» **Provided entries**:
---

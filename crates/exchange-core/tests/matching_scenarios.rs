// crates/exchange-core/tests/matching_scenarios.rs
use exchange_core::{
    ExchangeError, Fill, InputMessage, NewOrder, Order, OrderBook, OrderType, OutputMessage,
    Price, QuoteQuery, Side, StockExchange, TraderId,
};
use rust_decimal_macros::dec;

const BUYER: TraderId = TraderId(1);
const SELLER: TraderId = TraderId(2);

fn listed(symbol: &str, price: Price) -> StockExchange {
    let mut exchange = StockExchange::new();
    exchange
        .list_security(symbol, "Abc Corp", price)
        .expect("listing a fresh symbol");
    exchange
}

fn limit(trader: TraderId, side: Side, shares: u32, price: Price) -> NewOrder {
    NewOrder {
        trader,
        symbol: "ABC".to_string(),
        side,
        order_type: OrderType::Limit(price),
        shares,
    }
}

fn market(trader: TraderId, side: Side, shares: u32) -> NewOrder {
    NewOrder {
        trader,
        symbol: "ABC".to_string(),
        side,
        order_type: OrderType::Market,
        shares,
    }
}

fn fills(outputs: &[OutputMessage]) -> Vec<&Fill> {
    outputs
        .iter()
        .filter_map(|o| match o {
            OutputMessage::Fill(f) => Some(f),
            _ => None,
        })
        .collect()
}

fn book(exchange: &StockExchange) -> &OrderBook {
    exchange.get_book("ABC").expect("ABC is listed")
}

#[test]
fn equal_limits_trade_in_full() {
    let mut exchange = listed("ABC", dec!(10.00));

    let out = exchange
        .submit_order(&limit(BUYER, Side::Buy, 100, dec!(10.00)))
        .unwrap();
    assert_eq!(out.len(), 1, "only an ack, nothing to match");

    let out = exchange
        .submit_order(&limit(SELLER, Side::Sell, 100, dec!(10.00)))
        .unwrap();
    let fills = fills(&out);
    assert_eq!(fills.len(), 2);
    assert_eq!((fills[0].trader, fills[0].side), (BUYER, Side::Buy));
    assert_eq!((fills[1].trader, fills[1].side), (SELLER, Side::Sell));
    for fill in &fills {
        assert_eq!(fill.shares, 100);
        assert_eq!(fill.price, dec!(10.00));
        assert_eq!(fill.amount, dec!(1000.00));
    }

    let book = book(&exchange);
    assert!(book.buy_orders().is_empty());
    assert!(book.sell_orders().is_empty());
    assert_eq!(book.volume(), 100);
    assert_eq!(book.last_price(), dec!(10.00));
}

#[test]
fn resting_bid_without_asks() {
    let mut exchange = listed("ABC", dec!(10.00));
    let out = exchange
        .submit_order(&limit(BUYER, Side::Buy, 50, dec!(9.00)))
        .unwrap();
    assert!(fills(&out).is_empty());

    let quote = exchange.quote("ABC").unwrap();
    let bid = quote.bid.expect("bid is resting");
    assert_eq!(bid.price(), Some(dec!(9.00)));
    assert_eq!(bid.shares, 50);
    assert!(quote.ask.is_none());
    assert_eq!(book(&exchange).buy_orders().peek().map(|o| o.trader), Some(BUYER));
}

#[test]
fn market_buy_partially_fills_resting_ask() {
    let mut exchange = listed("ABC", dec!(4.00));
    exchange
        .submit_order(&limit(SELLER, Side::Sell, 200, dec!(5.00)))
        .unwrap();
    let out = exchange.submit_order(&market(BUYER, Side::Buy, 100)).unwrap();

    let fills = fills(&out);
    assert_eq!(fills.len(), 2);
    assert_eq!(fills[0].price, dec!(5.00));
    assert_eq!(fills[0].shares, 100);
    assert_eq!(fills[1].amount, dec!(500.00));

    let book = book(&exchange);
    assert!(book.buy_orders().is_empty());
    let ask = book.sell_orders().peek().expect("ask keeps the rest");
    assert_eq!(ask.remaining_qty, 100);
    assert_eq!(book.high_price(), dec!(5.00));
    assert_eq!(book.low_price(), dec!(4.00));
}

#[test]
fn equal_bids_fill_in_arrival_order() {
    let mut exchange = listed("ABC", dec!(8.00));
    let first = TraderId(10);
    let second = TraderId(11);
    exchange
        .submit_order(&limit(first, Side::Buy, 100, dec!(8.00)))
        .unwrap();
    exchange
        .submit_order(&limit(second, Side::Buy, 100, dec!(8.00)))
        .unwrap();

    let out = exchange
        .submit_order(&limit(SELLER, Side::Sell, 100, dec!(8.00)))
        .unwrap();
    let fills = fills(&out);
    assert_eq!(fills[0].trader, first);

    let rest = book(&exchange).buy_orders();
    assert_eq!(rest.len(), 1);
    let resting = rest.peek().unwrap();
    assert_eq!(resting.trader, second);
    assert_eq!(resting.remaining_qty, 100);
}

#[test]
fn two_market_orders_trade_at_last_price() {
    let mut exchange = listed("ABC", dec!(12.34));
    exchange.submit_order(&market(BUYER, Side::Buy, 40)).unwrap();
    let out = exchange.submit_order(&market(SELLER, Side::Sell, 40)).unwrap();

    let fills = fills(&out);
    assert_eq!(fills.len(), 2);
    assert!(fills.iter().all(|f| f.price == dec!(12.34)));
    assert_eq!(book(&exchange).volume(), 40);
}

#[test]
fn limit_buy_against_market_sell_trades_at_bid() {
    let mut exchange = listed("ABC", dec!(10.00));
    exchange.submit_order(&market(SELLER, Side::Sell, 30)).unwrap();
    let out = exchange
        .submit_order(&limit(BUYER, Side::Buy, 30, dec!(9.25)))
        .unwrap();
    let fills = fills(&out);
    assert_eq!(fills[0].price, dec!(9.25));
    assert_eq!(book(&exchange).low_price(), dec!(9.25));
}

#[test]
fn crossing_limits_trade_at_sell_price() {
    let mut exchange = listed("ABC", dec!(10.00));
    exchange
        .submit_order(&limit(SELLER, Side::Sell, 10, dec!(10.10)))
        .unwrap();
    let out = exchange
        .submit_order(&limit(BUYER, Side::Buy, 10, dec!(10.50)))
        .unwrap();
    assert_eq!(fills(&out)[0].price, dec!(10.10));
}

#[test]
fn aggressive_order_sweeps_several_levels() {
    let mut exchange = listed("ABC", dec!(10.00));
    exchange
        .submit_order(&limit(TraderId(3), Side::Sell, 30, dec!(10.20)))
        .unwrap();
    exchange
        .submit_order(&limit(TraderId(4), Side::Sell, 30, dec!(10.10)))
        .unwrap();
    exchange
        .submit_order(&limit(TraderId(5), Side::Sell, 30, dec!(10.30)))
        .unwrap();

    let out = exchange
        .submit_order(&limit(BUYER, Side::Buy, 70, dec!(10.25)))
        .unwrap();
    let sells: Vec<(TraderId, u32, Price)> = fills(&out)
        .into_iter()
        .filter(|f| f.side == Side::Sell)
        .map(|f| (f.trader, f.shares, f.price))
        .collect();
    assert_eq!(
        sells,
        vec![
            (TraderId(4), 30, dec!(10.10)),
            (TraderId(3), 30, dec!(10.20)),
        ]
    );

    let book = book(&exchange);
    assert_eq!(book.buy_orders().peek().map(|o| o.remaining_qty), Some(10));
    assert_eq!(book.sell_orders().peek().map(|o| o.trader), Some(TraderId(5)));
    assert_eq!(book.high_price(), dec!(10.20));
    assert_eq!(book.volume(), 60);
}

#[test]
fn acknowledgement_precedes_fills() {
    let mut exchange = listed("ABC", dec!(10.00));
    exchange
        .submit_order(&limit(SELLER, Side::Sell, 5, dec!(10.00)))
        .unwrap();
    let out = exchange.submit_order(&market(BUYER, Side::Buy, 5)).unwrap();
    match &out[0] {
        OutputMessage::Ack(ack) => {
            assert_eq!(ack.trader, BUYER);
            assert_eq!(ack.order_type, OrderType::Market);
            assert_eq!(ack.shares, 5);
            assert_eq!(ack.company_name, "Abc Corp");
        }
        other => panic!("expected ack first, got {other:?}"),
    }
}

// -----------------------------------------------------------------------------
// Invariants and laws
// -----------------------------------------------------------------------------

#[test]
fn book_never_left_crossed() {
    let mut exchange = listed("ABC", dec!(10.00));
    let orders = [
        limit(TraderId(1), Side::Buy, 30, dec!(9.90)),
        limit(TraderId(2), Side::Sell, 20, dec!(10.05)),
        market(TraderId(3), Side::Buy, 5),
        limit(TraderId(4), Side::Sell, 50, dec!(9.95)),
        limit(TraderId(5), Side::Buy, 15, dec!(10.10)),
        market(TraderId(6), Side::Sell, 60),
        limit(TraderId(7), Side::Buy, 25, dec!(9.80)),
        limit(TraderId(8), Side::Sell, 10, dec!(9.85)),
        market(TraderId(9), Side::Buy, 3),
    ];

    for order in &orders {
        exchange.submit_order(order).unwrap();
        let book = book(&exchange);
        assert!(!book.is_crossed(), "crossed after {order:?}");
        if let (Some(buy), Some(sell)) = (book.buy_orders().peek(), book.sell_orders().peek()) {
            if let (Some(bid), Some(ask)) = (buy.price(), sell.price()) {
                assert!(bid < ask, "bid {bid} must stay below ask {ask}");
            }
        }
    }
}

#[test]
fn each_execution_reduces_resting_shares() {
    let mut exchange = listed("ABC", dec!(10.00));
    for price in [dec!(10.00), dec!(10.01), dec!(10.02)] {
        exchange
            .submit_order(&limit(SELLER, Side::Sell, 10, price))
            .unwrap();
    }
    let before = book(&exchange).sell_orders().total_shares() + 25;

    let out = exchange.submit_order(&market(BUYER, Side::Buy, 25)).unwrap();
    let executed: u64 = fills(&out)
        .iter()
        .filter(|f| f.side == Side::Buy)
        .map(|f| {
            assert!(f.shares > 0);
            u64::from(f.shares)
        })
        .sum();

    let book = book(&exchange);
    let after = book.sell_orders().total_shares() + book.buy_orders().total_shares();
    assert_eq!(before - after, 2 * executed);
    assert_eq!(executed, 25);
}
//! Central engine loop.
//!
//! This task owns the [`Brokerage`] (and through it the exchange) and
//! processes every `EngineRequest` in arrival order, so submissions to
//! the same security are totally ordered and no book is ever touched
//! concurrently.
//!
//! Delivery is fire-and-forget: a client whose channel has closed just
//! misses the line, and matching never waits on it.

use std::collections::HashMap;

use tracing::{debug, info};

use crate::brokerage::{Brokerage, Delivery};
use crate::types::{ClientEvent, ClientId, ClientRegistry, EngineRequest, EngineRx, OutboundTx};

/// Run the central engine processing loop.
///
/// - `engine_rx`: receives requests from all client tasks.
/// - `clients`: registry of connected clients and their outbound channels.
pub async fn run_engine_loop(mut engine_rx: EngineRx, clients: ClientRegistry, mut brokerage: Brokerage) {
    while let Some(req) = engine_rx.recv().await {
        let EngineRequest { client_id, event } = req;

        let deliveries = match event {
            ClientEvent::Command(command) => {
                debug!(client = %client_id, ?command, "processing command");
                brokerage.handle(client_id, command)
            }
            ClientEvent::Disconnected => {
                // Later lines for this trader queue in its mailbox.
                brokerage.disconnect(client_id);
                clients.write().await.remove(&client_id);
                continue;
            }
        };

        if deliveries.is_empty() {
            continue;
        }

        // Snapshot of current clients to minimize lock hold time.
        let current_clients = {
            let guard = clients.read().await;
            guard.clone()
        };

        for delivery in deliveries {
            deliver(delivery, &current_clients);
        }
    }

    info!("engine loop shutting down (engine_rx closed)");
}

fn deliver(delivery: Delivery, clients: &HashMap<ClientId, OutboundTx>) {
    match clients.get(&delivery.client) {
        Some(tx) => {
            let _ = tx.send(delivery.line);
        }
        None => debug!(client = %delivery.client, "client gone, dropping line"),
    }
}
//! Low-pass filtering of the magnitude signal.
//!
//! A second-order Butterworth section derived with the bilinear transform,
//! run forward and then backward over the signal so the result keeps zero
//! phase. Timestamps pass through untouched.

use std::f64::consts::{PI, SQRT_2};

use crate::{DataPoint, InvalidInputError};

#[derive(Debug, Clone, Copy, PartialEq, PartialOrd)]
#[cfg_attr(feature = "serde", derive(serde::Serialize, serde::Deserialize))]
pub struct FilterConfig {
    /// Sampling rate of the recording in Hz
    pub sample_rate_hz: f64,
    /// Cutoff frequency in Hz. Must stay below half the sampling rate
    pub cutoff_hz: f64,
}

impl FilterConfig {
    pub const fn new() -> Self {
        Self {
            sample_rate_hz: 50.0,
            cutoff_hz: 5.0,
        }
    }

    pub const fn set_sample_rate_hz(mut self, sample_rate_hz: f64) -> Self {
        self.sample_rate_hz = sample_rate_hz;
        self
    }

    pub const fn set_cutoff_hz(mut self, cutoff_hz: f64) -> Self {
        self.cutoff_hz = cutoff_hz;
        self
    }
}

impl Default for FilterConfig {
    fn default() -> Self {
        Self::new()
    }
}

pub fn low_pass(
    input: impl IntoIterator<Item = DataPoint>,
    config: &FilterConfig,
) -> Result<Vec<DataPoint>, InvalidInputError> {
    if config.cutoff_hz >= config.sample_rate_hz / 2.0 {
        return Err(InvalidInputError::NyquistViolation {
            cutoff_hz: config.cutoff_hz,
            sample_rate_hz: config.sample_rate_hz,
        });
    }

    let input = input.into_iter().collect::<Vec<_>>();

    if input.is_empty() {
        return Err(InvalidInputError::EmptySignal);
    }

    let coefficients = Coefficients::low_pass(config);

    let forward = biquad(input.iter().map(|this| this.magnitude), &coefficients);

    let mut backward = biquad(forward.into_iter().rev(), &coefficients);
    backward.reverse();

    Ok(input
        .into_iter()
        .zip(backward)
        .map(|(mut this, magnitude)| {
            this.magnitude = magnitude;
            this
        })
        .collect())
}

#[derive(Debug, Clone, Copy)]
struct Coefficients {
    b0: f64,
    b1: f64,
    b2: f64,
    a1: f64,
    a2: f64,
}

impl Coefficients {
    fn low_pass(config: &FilterConfig) -> Self {
        let wc = (PI * config.cutoff_hz / config.sample_rate_hz).tan();
        let wc2 = wc * wc;
        let norm = 1.0 + SQRT_2 * wc + wc2;

        Self {
            b0: wc2 / norm,
            b1: 2.0 * wc2 / norm,
            b2: wc2 / norm,
            a1: 2.0 * (wc2 - 1.0) / norm,
            a2: (1.0 - SQRT_2 * wc + wc2) / norm,
        }
    }
}

// Direct form I second-order section
fn biquad(input: impl IntoIterator<Item = f64>, coefficients: &Coefficients) -> Vec<f64> {
    let Coefficients { b0, b1, b2, a1, a2 } = *coefficients;

    let (mut x1, mut x2) = (0.0, 0.0);
    let (mut y1, mut y2) = (0.0, 0.0);

    input
        .into_iter()
        .map(|x0| {
            let y0 = b0 * x0 + b1 * x1 + b2 * x2 - a1 * y1 - a2 * y2;

            (x2, x1) = (x1, x0);
            (y2, y1) = (y1, y0);

            y0
        })
        .collect()
}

---

» **Work item**:
Lines in the listing above that contain the word "DataPoint" must be copied; leave out the rest.

» **Answer section**:
use crate::{DataPoint, InvalidInputError};
    input: impl IntoIterator<Item = DataPoint>,
) -> Result<Vec<DataPoint>, InvalidInputError> {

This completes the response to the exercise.